INPUT DATA Start Marker

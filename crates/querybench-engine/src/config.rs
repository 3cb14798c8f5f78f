//! Workspace configuration.
//!
//! One JSON file under the workspace data directory holds the assistant
//! command, the evaluation settings, and the optional schema file that is
//! folded into assistant prompts. Every field has a serde default so a
//! partial (or absent) file still produces a usable config.

use serde::{Deserialize, Serialize};
use std::path::{Path, PathBuf};

/// Main configuration for querybench.
#[derive(Debug, Clone, Default, Serialize, Deserialize)]
pub struct Config {
    /// The assistant used to answer questions.
    #[serde(default)]
    pub assistant: AssistantConfig,

    /// Evaluation settings.
    #[serde(default)]
    pub evaluation: EvalConfig,

    /// Optional path to a schema description included in assistant prompts.
    #[serde(default, skip_serializing_if = "Option::is_none")]
    pub schema_path: Option<PathBuf>,
}

/// Configuration for the assistant subprocess.
#[derive(Debug, Clone, Serialize, Deserialize)]
pub struct AssistantConfig {
    /// Assistant name (e.g., "claude", "codex", "gemini").
    pub name: String,

    /// Command and arguments to invoke the assistant.
    pub command_argv: Vec<String>,

    /// Timeout in seconds for one assistant invocation.
    #[serde(default = "default_timeout")]
    pub timeout_seconds: u64,
}

fn default_timeout() -> u64 {
    300
}

impl Default for AssistantConfig {
    fn default() -> Self {
        Self::default_for("claude")
    }
}

impl AssistantConfig {
    /// Default invocation for a known assistant CLI; unknown names get a
    /// bare single-word command the user can refine in the config editor.
    pub fn default_for(name: &str) -> Self {
        let command_argv = match name {
            "claude" => vec!["claude", "-p", "--output-format", "text"],
            "codex" => vec!["codex", "exec", "-"],
            "gemini" => vec!["gemini", "-p"],
            other => vec![other],
        };
        Self {
            name: name.into(),
            command_argv: command_argv.into_iter().map(String::from).collect(),
            timeout_seconds: default_timeout(),
        }
    }

    /// Resolve the assistant binary on `PATH`, if present.
    pub fn resolve_command(&self) -> Option<PathBuf> {
        let binary = self.command_argv.first()?;
        which::which(binary).ok()
    }
}

/// Evaluation settings.
#[derive(Debug, Clone, Serialize, Deserialize)]
pub struct EvalConfig {
    /// Path to the ground-truth corpus of (input, expected SQL) pairs.
    #[serde(default = "default_ground_truth_path")]
    pub ground_truth_path: PathBuf,

    /// Minimum similarity for a case to count as successful.
    #[serde(default = "default_similarity_threshold")]
    pub similarity_threshold: f64,

    /// Cap on the number of evaluated cases (all cases when absent).
    #[serde(default, skip_serializing_if = "Option::is_none")]
    pub case_limit: Option<usize>,
}

fn default_ground_truth_path() -> PathBuf {
    PathBuf::from("ground_truth.csv")
}

fn default_similarity_threshold() -> f64 {
    0.8
}

impl Default for EvalConfig {
    fn default() -> Self {
        Self {
            ground_truth_path: default_ground_truth_path(),
            similarity_threshold: default_similarity_threshold(),
            case_limit: None,
        }
    }
}

impl Config {
    /// Read and parse the config file.
    pub fn load(path: &Path) -> Result<Self, ConfigError> {
        let raw = std::fs::read_to_string(path)?;
        serde_json::from_str(&raw).map_err(ConfigError::Parse)
    }

    /// Write the config as pretty JSON, creating parent directories.
    pub fn save(&self, path: &Path) -> Result<(), ConfigError> {
        if let Some(parent) = path.parent() {
            std::fs::create_dir_all(parent)?;
        }
        let json = serde_json::to_string_pretty(self).map_err(ConfigError::Serialize)?;
        std::fs::write(path, json)?;
        Ok(())
    }

    /// Contents of the configured schema file, if readable.
    pub fn read_schema(&self) -> Option<String> {
        let path = self.schema_path.as_ref()?;
        match std::fs::read_to_string(path) {
            Ok(schema) => Some(schema),
            Err(e) => {
                tracing::warn!("failed to read schema file {}: {e}", path.display());
                None
            }
        }
    }
}

/// Errors that can occur when working with configuration.
#[derive(Debug, thiserror::Error)]
pub enum ConfigError {
    #[error("config I/O: {0}")]
    Io(#[from] std::io::Error),

    #[error("config is not valid JSON: {0}")]
    Parse(#[source] serde_json::Error),

    #[error("could not serialize config: {0}")]
    Serialize(#[source] serde_json::Error),
}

INPUT DATA End Marker

Whenever a line in the records above contains the string "struct", copy that line.

REPLY TO THE TASK:
pub struct Config {
pub struct AssistantConfig {
pub struct EvalConfig {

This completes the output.